= DIRECTIONS FOR THIS TASK =
Report, from the records below, every line where the word "recent" appears.

= EXCERPTED RECORDS =
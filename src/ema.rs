use std::{
    fmt::{Debug, Display},
    num::NonZero,
};

use crate::{
    Error, Indicator, IndicatorConfig, IndicatorConfigBuilder, IndicatorSeries, Ohlcv, Price,
    PriceSource, Result, Series, Timestamp, price_source::SourceTracker,
};

/// Configuration for the Exponential Moving Average ([`Ema`]) indicator.
///
/// The span `s` sets the smoothing factor `α = 2 / (s + 1)`.
///
/// # Example
///
/// ```
/// use chartdeck_ta::{EmaConfig, IndicatorConfig, IndicatorConfigBuilder};
///
/// let config = EmaConfig::builder().span(12).build().unwrap();
///
/// assert_eq!(config.span(), 12);
/// assert_eq!(config.warm_up(), 0);
/// ```
#[derive(PartialEq, Eq, Hash, Clone, Copy, Debug)]
pub struct EmaConfig {
    span: usize,
    source: PriceSource,
}

impl IndicatorConfig for EmaConfig {
    type Builder = EmaConfigBuilder;

    #[inline]
    fn builder() -> Self::Builder {
        EmaConfigBuilder::new()
    }

    #[inline]
    fn source(&self) -> PriceSource {
        self.source
    }

    /// The recursive EMA is defined from the first bar.
    #[inline]
    fn warm_up(&self) -> usize {
        0
    }
}

impl EmaConfig {
    /// Span (number of bars) of the smoothing.
    #[inline]
    #[must_use]
    pub fn span(&self) -> usize {
        self.span
    }

    /// Smoothing factor `2 / (span + 1)`.
    #[inline]
    #[must_use]
    pub fn alpha(&self) -> f64 {
        alpha(self.span)
    }

    /// Callers guarantee `span > 0`.
    pub(crate) fn with_source(span: usize, source: PriceSource) -> Self {
        debug_assert!(span > 0, "span must be positive");
        Self { span, source }
    }

    /// EMA on closing price.
    #[must_use]
    pub fn close(span: NonZero<usize>) -> Self {
        Self {
            span: span.get(),
            source: PriceSource::Close,
        }
    }

    /// EMA on average price: `(open + high + low + close) / 4`.
    #[must_use]
    pub fn ohlc4(span: NonZero<usize>) -> Self {
        Self {
            span: span.get(),
            source: PriceSource::OHLC4,
        }
    }
}

impl Display for EmaConfig {
    fn fmt(&self, f: &mut std::fmt::Formatter<'_>) -> std::fmt::Result {
        write!(f, "EmaConfig({}, {})", self.span, self.source)
    }
}

/// Builder for [`EmaConfig`].
///
/// Defaults: source = [`PriceSource::Close`].
/// Span must be set before calling
/// [`build`](IndicatorConfigBuilder::build).
pub struct EmaConfigBuilder {
    span: Option<usize>,
    source: PriceSource,
}

impl EmaConfigBuilder {
    fn new() -> Self {
        Self {
            span: None,
            source: PriceSource::Close,
        }
    }

    /// Sets the smoothing span.
    #[inline]
    #[must_use]
    pub fn span(mut self, span: usize) -> Self {
        self.span.replace(span);
        self
    }
}

impl IndicatorConfigBuilder<EmaConfig> for EmaConfigBuilder {
    #[inline]
    fn source(mut self, source: PriceSource) -> Self {
        self.source = source;
        self
    }

    fn build(self) -> Result<EmaConfig> {
        Ok(EmaConfig {
            span: Error::check_positive("span", self.span.unwrap_or(0))?,
            source: self.source,
        })
    }
}

#[inline]
#[allow(clippy::cast_precision_loss)]
fn alpha(span: usize) -> f64 {
    2.0 / (span as f64 + 1.0)
}

/// The recursive EMA over a stream of possibly-undefined values.
///
/// ```text
/// EMA[first] = x[first]
/// EMA[i]     = α × x[i] + (1 − α) × EMA[i − 1]
/// ```
///
/// The recursion seeds on the first defined value. An undefined input
/// produces an undefined output and leaves the recursion where it was.
///
/// Each step is evaluated in the algebraically equal form
/// `EMA[i − 1] + α × (x[i] − EMA[i − 1])` as one fused multiply-add. An
/// input equal to the current state leaves the state bit-identical, so a
/// constant series smooths to exactly that constant.
#[derive(Clone, Copy, Debug)]
pub struct EmaSmoother {
    alpha: f64,
    state: Option<f64>,
}

impl EmaSmoother {
    /// # Errors
    ///
    /// Returns [`Error::InvalidParameter`] if `span` is zero.
    pub fn new(span: usize) -> Result<Self> {
        let span = Error::check_positive("span", span)?;
        Ok(Self::with_alpha(alpha(span)))
    }

    pub(crate) fn with_alpha(alpha: f64) -> Self {
        Self { alpha, state: None }
    }

    /// Feeds the next value and returns the smoothed value at this position.
    #[inline]
    pub fn push(&mut self, value: Option<f64>) -> Option<f64> {
        let value = value?;

        let next = match self.state {
            Some(previous) => self.alpha.mul_add(value - previous, previous),
            None => value,
        };
        self.state = Some(next);

        Some(next)
    }

    /// Most recent smoothed value, if any input has been defined.
    #[inline]
    #[must_use]
    pub fn state(&self) -> Option<f64> {
        self.state
    }
}

/// Exponential Moving Average (EMA).
///
/// A weighted moving average that gives more weight to recent prices, using
/// the unadjusted recursive form with `α = 2 / (span + 1)`:
///
/// ```text
/// EMA[0] = price[0]
/// EMA[i] = α × price[i] + (1 − α) × EMA[i − 1]
/// ```
///
/// Every position is defined, including the first. Early values are only
/// lightly smoothed; they are reported as computed.
///
/// # Example
///
/// ```
/// use chartdeck_ta::{Bar, Ema, EmaConfig};
/// use std::num::NonZero;
///
/// // EMA(3): α = 0.5
/// let mut ema = Ema::new(EmaConfig::close(NonZero::new(3).unwrap()));
///
/// assert_eq!(ema.compute(&Bar::new(1, 2.0, 2.0, 2.0, 2.0, 0.0)), Some(2.0));
/// assert_eq!(ema.compute(&Bar::new(2, 6.0, 6.0, 6.0, 6.0, 0.0)), Some(4.0));
/// ```
#[derive(Clone, Debug)]
pub struct Ema {
    config: EmaConfig,
    smoother: EmaSmoother,
    tracker: SourceTracker,
    current: Option<Price>,
    last_open_time: Option<Timestamp>,
}

impl Indicator for Ema {
    type Config = EmaConfig;
    type Output = Price;

    fn new(config: Self::Config) -> Self {
        Self {
            config,
            smoother: EmaSmoother::with_alpha(config.alpha()),
            tracker: SourceTracker::new(config.source),
            current: None,
            last_open_time: None,
        }
    }

    #[inline]
    fn compute(&mut self, ohlcv: &impl Ohlcv) -> Option<Price> {
        debug_assert!(
            self.last_open_time.is_none_or(|t| t < ohlcv.open_time()),
            "open_time must be strictly increasing: last={}, got={}",
            self.last_open_time.unwrap_or(0),
            ohlcv.open_time(),
        );
        self.last_open_time = Some(ohlcv.open_time());

        self.current = self.smoother.push(Some(self.tracker.next(ohlcv)));
        self.current
    }

    #[inline]
    fn value(&self) -> Option<Price> {
        self.current
    }
}

impl Display for Ema {
    fn fmt(&self, f: &mut std::fmt::Formatter<'_>) -> std::fmt::Result {
        write!(f, "EMA({}, {})", self.config.span, self.config.source)
    }
}

/// Exponential moving average of the closing price.
///
/// # Errors
///
/// Returns [`Error::InvalidParameter`] if `span` is zero.
pub fn compute_ema<B: Ohlcv>(series: &Series<B>, span: usize) -> Result<IndicatorSeries> {
    let config = EmaConfig::builder().span(span).build()?;
    Ok(Ema::over(config, series))
}

#[cfg(test)]
#[allow(clippy::float_cmp)]
mod tests {
    use super::*;
    use crate::test_util::{assert_approx, bar, closes, ohlc};

    fn ema(span: usize) -> Ema {
        Ema::new(EmaConfig::builder().span(span).build().unwrap())
    }

    mod seeding {
        use super::*;

        #[test]
        fn first_value_is_first_price() {
            let mut ema = ema(26);
            assert_eq!(ema.compute(&bar(42.0, 1)), Some(42.0));
        }

        #[test]
        fn defined_at_every_position() {
            let out = compute_ema(&closes(&[1.0, 2.0, 3.0, 4.0]), 10).unwrap();
            assert_eq!(out.defined_count(), 4);
        }
    }

    mod computation {
        use super::*;

        #[test]
        fn applies_recursion() {
            // EMA(3): α = 0.5
            let mut ema = ema(3);
            ema.compute(&bar(2.0, 1));
            // 0.5 * 6 + 0.5 * 2 = 4
            assert_eq!(ema.compute(&bar(6.0, 2)), Some(4.0));
            // 0.5 * 10 + 0.5 * 4 = 7
            assert_eq!(ema.compute(&bar(10.0, 3)), Some(7.0));
        }

        #[test]
        fn ema_4_alpha_is_two_fifths() {
            // α = 2/(4+1) = 0.4
            // 10, then 0.4 * 20 + 0.6 * 10 = 14
            let mut ema = ema(4);
            ema.compute(&bar(10.0, 1));
            assert_approx!(ema.compute(&bar(20.0, 2)).unwrap(), 14.0);
        }

        #[test]
        fn constant_input_stays_constant() {
            let out = compute_ema(&closes(&[50.0; 20]), 12).unwrap();
            assert!(out.iter().all(|v| v == Some(50.0)));
        }

        #[test]
        fn span_one_tracks_price() {
            // α = 1
            let mut ema = ema(1);
            ema.compute(&bar(10.0, 1));
            assert_eq!(ema.compute(&bar(20.0, 2)), Some(20.0));
            assert_eq!(ema.compute(&bar(5.0, 3)), Some(5.0));
        }

        #[test]
        fn repeated_runs_are_identical() {
            let series = closes(&[3.0, 1.0, 4.0, 1.0, 5.0, 9.0, 2.0, 6.0]);
            let a = compute_ema(&series, 3).unwrap();
            let b = compute_ema(&series, 3).unwrap();
            assert_eq!(a, b);
        }
    }

    mod smoother {
        use super::*;

        #[test]
        fn seeds_on_first_defined_value() {
            let mut s = EmaSmoother::new(3).unwrap();
            assert_eq!(s.push(None), None);
            assert_eq!(s.push(Some(8.0)), Some(8.0));
            assert_eq!(s.push(Some(4.0)), Some(6.0));
        }

        #[test]
        fn undefined_input_keeps_state() {
            let mut s = EmaSmoother::new(3).unwrap();
            s.push(Some(8.0));
            assert_eq!(s.push(None), None);
            assert_eq!(s.state(), Some(8.0));
            assert_eq!(s.push(Some(4.0)), Some(6.0));
        }

        #[test]
        fn constant_input_is_bit_identical() {
            for span in [9, 12, 26] {
                let mut s = EmaSmoother::new(span).unwrap();
                for _ in 0..500 {
                    let out = s.push(Some(42.37)).unwrap();
                    assert_eq!(out.to_bits(), 42.37_f64.to_bits());
                }
            }
        }

        #[test]
        fn matches_weighted_recursion() {
            // α = 2/13
            let mut s = EmaSmoother::new(12).unwrap();
            let alpha = 2.0 / 13.0;
            let mut expected: f64 = 100.0;
            s.push(Some(expected));
            for x in [101.5, 99.25, 103.0, 98.75, 100.125] {
                expected = alpha * x + (1.0 - alpha) * expected;
                assert_approx!(s.push(Some(x)).unwrap(), expected);
            }
        }

        #[test]
        fn huge_span_holds_the_seed() {
            let mut s = EmaSmoother::new(usize::MAX).unwrap();
            assert_eq!(s.push(Some(10.0)), Some(10.0));
            assert_approx!(s.push(Some(20.0)).unwrap(), 10.0);
        }

        #[test]
        fn zero_span_is_rejected() {
            assert!(matches!(
                EmaSmoother::new(0),
                Err(Error::InvalidParameter { name: "span", .. })
            ));
        }
    }

    mod price_source {
        use super::*;

        #[test]
        fn uses_configured_source() {
            // OHLC4 bar 1: (10 + 20 + 10 + 20) / 4 = 15
            // OHLC4 bar 2: (30 + 40 + 30 + 40) / 4 = 35
            // EMA(3): 0.5 * 35 + 0.5 * 15 = 25
            let mut ema = Ema::new(EmaConfig::ohlc4(NonZero::new(3).unwrap()));
            ema.compute(&ohlc(10.0, 20.0, 10.0, 20.0, 1));
            assert_eq!(ema.compute(&ohlc(30.0, 40.0, 30.0, 40.0, 2)), Some(25.0));
        }
    }

    mod config {
        use super::*;

        #[test]
        fn zero_span_is_rejected() {
            assert_eq!(
                compute_ema(&closes(&[1.0]), 0).unwrap_err(),
                Error::InvalidParameter {
                    name: "span",
                    value: 0
                }
            );
        }

        #[test]
        fn alpha_matches_span() {
            let config = EmaConfig::close(NonZero::new(9).unwrap());
            assert_eq!(config.alpha(), 0.2);
        }

        #[test]
        fn formats_correctly() {
            assert_eq!(ema(20).to_string(), "EMA(20, Close)");
            assert_eq!(
                EmaConfig::close(NonZero::new(20).unwrap()).to_string(),
                "EmaConfig(20, Close)"
            );
        }
    }
}
use serde::Serialize;
use std::ops::Index;

use crate::{Error, Price, Result};

/// A derived series aligned position-for-position with its input.
///
/// Position *i* holds `Some(value)` or `None` when there is not yet enough
/// history (or the value would require a division by zero). `None` never
/// stands for zero, and no calculator fabricates a number in its place.
///
/// Serializes as a JSON array with `null` for undefined positions.
#[derive(Clone, Debug, PartialEq, Serialize)]
#[serde(transparent)]
pub struct IndicatorSeries<T = Price> {
    values: Vec<Option<T>>,
}

impl<T: Copy> IndicatorSeries<T> {
    #[must_use]
    pub fn new(values: Vec<Option<T>>) -> Self {
        Self { values }
    }

    #[inline]
    #[must_use]
    pub fn len(&self) -> usize {
        self.values.len()
    }

    #[inline]
    #[must_use]
    pub fn is_empty(&self) -> bool {
        self.values.is_empty()
    }

    /// Value at `index`; `None` when undefined or out of range.
    #[inline]
    #[must_use]
    pub fn get(&self, index: usize) -> Option<T> {
        self.values.get(index).copied().flatten()
    }

    /// Value at the latest position, if defined.
    #[inline]
    #[must_use]
    pub fn last(&self) -> Option<T> {
        self.values.last().copied().flatten()
    }

    /// Latest value, failing when it is undefined.
    ///
    /// For callers that need a guaranteed value rather than the "undefined"
    /// marker.
    ///
    /// # Errors
    ///
    /// Returns [`Error::InsufficientData`] when the series is empty or its
    /// latest position is undefined. `required` reports one past the index of
    /// the first defined value, or the series length plus one when nothing is
    /// defined.
    pub fn require_last(&self) -> Result<T> {
        self.last().ok_or_else(|| {
            let first_defined = self.values.iter().position(Option::is_some);
            Error::InsufficientData {
                required: first_defined.map_or(self.len() + 1, |i| i + 1),
                available: self.len(),
            }
        })
    }

    #[inline]
    pub fn iter(&self) -> impl Iterator<Item = Option<T>> + '_ {
        self.values.iter().copied()
    }

    /// Defined values in order, skipping undefined positions.
    #[inline]
    pub fn defined(&self) -> impl Iterator<Item = T> + '_ {
        self.values.iter().filter_map(|v| *v)
    }

    /// Number of defined positions.
    #[must_use]
    pub fn defined_count(&self) -> usize {
        self.values.iter().filter(|v| v.is_some()).count()
    }

    #[inline]
    #[must_use]
    pub fn as_slice(&self) -> &[Option<T>] {
        &self.values
    }

    #[must_use]
    pub fn into_inner(self) -> Vec<Option<T>> {
        self.values
    }

    /// Applies `f` to every defined value, keeping undefined positions.
    #[must_use]
    pub fn map<U: Copy>(&self, mut f: impl FnMut(T) -> U) -> IndicatorSeries<U> {
        self.values.iter().map(|v| v.map(&mut f)).collect()
    }
}

impl<T> Index<usize> for IndicatorSeries<T> {
    type Output = Option<T>;

    fn index(&self, index: usize) -> &Self::Output {
        &self.values[index]
    }
}

impl<T> FromIterator<Option<T>> for IndicatorSeries<T> {
    fn from_iter<I: IntoIterator<Item = Option<T>>>(iter: I) -> Self {
        Self {
            values: iter.into_iter().collect(),
        }
    }
}

impl<T> From<Vec<Option<T>>> for IndicatorSeries<T> {
    fn from(values: Vec<Option<T>>) -> Self {
        Self { values }
    }
}

impl<T> IntoIterator for IndicatorSeries<T> {
    type Item = Option<T>;
    type IntoIter = std::vec::IntoIter<Option<T>>;

    fn into_iter(self) -> Self::IntoIter {
        self.values.into_iter()
    }
}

= WRITTEN REPLY =
    /// Most recent smoothed value, if any input has been defined.
/// A weighted moving average that gives more weight to recent prices, using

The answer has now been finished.